Negro, oscuro, veo mi reflejo en la ventana del bus, iluminado por una luz blanca que te cierra las pupilas, esa que me recuerda a un pasillo de hospital.
Mi cabeza vibra y se tambalea de un lado a otro, dando golpes contra el frío cristal, al mismo tiempo que el sonido del motor resuena dentro de mi tímpano.

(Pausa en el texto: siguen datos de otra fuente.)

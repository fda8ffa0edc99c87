//! Clasificación de errores de proveedor en directivas de retry.
//!
//! La tabla es contrato (ver errores del core): status HTTP y señales de red
//! se mapean a una categoría con flag de retry, delay base y tope de
//! reintentos. Lo no clasificable se trata como transitorio con tope bajo.

use serde::{Deserialize, Serialize};
use std::time::Duration;

use super::ProviderError;
use crate::errors::EngineError;

#[derive(Debug, Clone, Copy, PartialEq, Eq, Serialize, Deserialize)]
#[serde(rename_all = "snake_case")]
pub enum ErrorCategory {
    Network,
    RateLimit,
    InvalidInput,
    Transient,
    Permanent,
    Unknown,
}

/// Directiva derivada de un error: cómo y cuántas veces reintentar.
#[derive(Debug, Clone, PartialEq)]
pub struct RetryDirective {
    pub category: ErrorCategory,
    pub retryable: bool,
    pub base_delay: Duration,
    /// Reintentos permitidos después del intento inicial.
    pub max_retries: u32,
    /// `Retry-After` del proveedor, si vino.
    pub retry_after: Option<Duration>,
}

impl RetryDirective {
    fn new(category: ErrorCategory, retryable: bool, base_delay_secs: u64, max_retries: u32) -> Self {
        Self { category,
               retryable,
               base_delay: Duration::from_secs(base_delay_secs),
               max_retries,
               retry_after: None }
    }

    /// Error del core correspondiente a la categoría, con el mensaje crudo.
    pub fn to_engine_error(&self, source: &ProviderError) -> EngineError {
        let msg = source.message.clone();
        match self.category {
            ErrorCategory::Network => EngineError::Network(msg),
            ErrorCategory::RateLimit => EngineError::RateLimit(msg),
            ErrorCategory::InvalidInput => EngineError::InvalidInput(msg),
            ErrorCategory::Transient => EngineError::Transient(msg),
            ErrorCategory::Permanent => EngineError::Permanent(msg),
            ErrorCategory::Unknown => EngineError::Unknown(msg),
        }
    }
}

fn looks_like_network(message: &str) -> bool {
    let m = message.to_ascii_lowercase();
    m.contains("timed out")
    || m.contains("timeout")
    || m.contains("connection refused")
    || m.contains("connection reset")
    || m.contains("broken pipe")
}

/// Aplica la tabla de clasificación a un error de proveedor.
pub fn classify(err: &ProviderError) -> RetryDirective {
    let mut directive = match err.status {
        Some(429) => RetryDirective::new(ErrorCategory::RateLimit, true, 30, 5),
        Some(400) => RetryDirective::new(ErrorCategory::InvalidInput, false, 0, 0),
        Some(401) | Some(403) => RetryDirective::new(ErrorCategory::Permanent, false, 0, 0),
        Some(500) | Some(502) | Some(503) | Some(504) => RetryDirective::new(ErrorCategory::Transient, true, 2, 3),
        Some(_) => RetryDirective::new(ErrorCategory::Unknown, true, 2, 2),
        None if looks_like_network(&err.message) => RetryDirective::new(ErrorCategory::Network, true, 1, 5),
        None => RetryDirective::new(ErrorCategory::Unknown, true, 2, 2),
    };
    if directive.category == ErrorCategory::RateLimit {
        directive.retry_after = err.retry_after;
    }
    directive
}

Veo las luces anaranjadas y difuminadas, son las luces de mi pueblo; me producen calma, pronto llegaré a casa.
Huele a pino, mezclado con gasolina, hemos vuelto al oxidado autobús, con sudor en los asientos, las barandillas desconchadas, chicles en los respaldos... Creo que estas cosas se echaban de menos. Tras ver Granada iluminada, pulso el botón rojo de manera automática y espero a que el bus se pare, concentrada en no caerme, ya pasó una vez y no es algo que quiera repetir, pero esa, es otra historia.
Bajo dando un salto y corro hacia la fuente para llenarme la boca del agua fresca que sale del caño, es el agua de mi pueblo.
Normalmente corro a casa, pero hoy estoy demasiado cansada y prefiero ir a paso lento, con los ojos entornados para formar estrellas naranjas en la noche.
Llego a la puerta, abro despacio y todo queda en silencio, solo se escucha el eco de un avión por el cielo y las hojas de laurel moviéndose en el viento.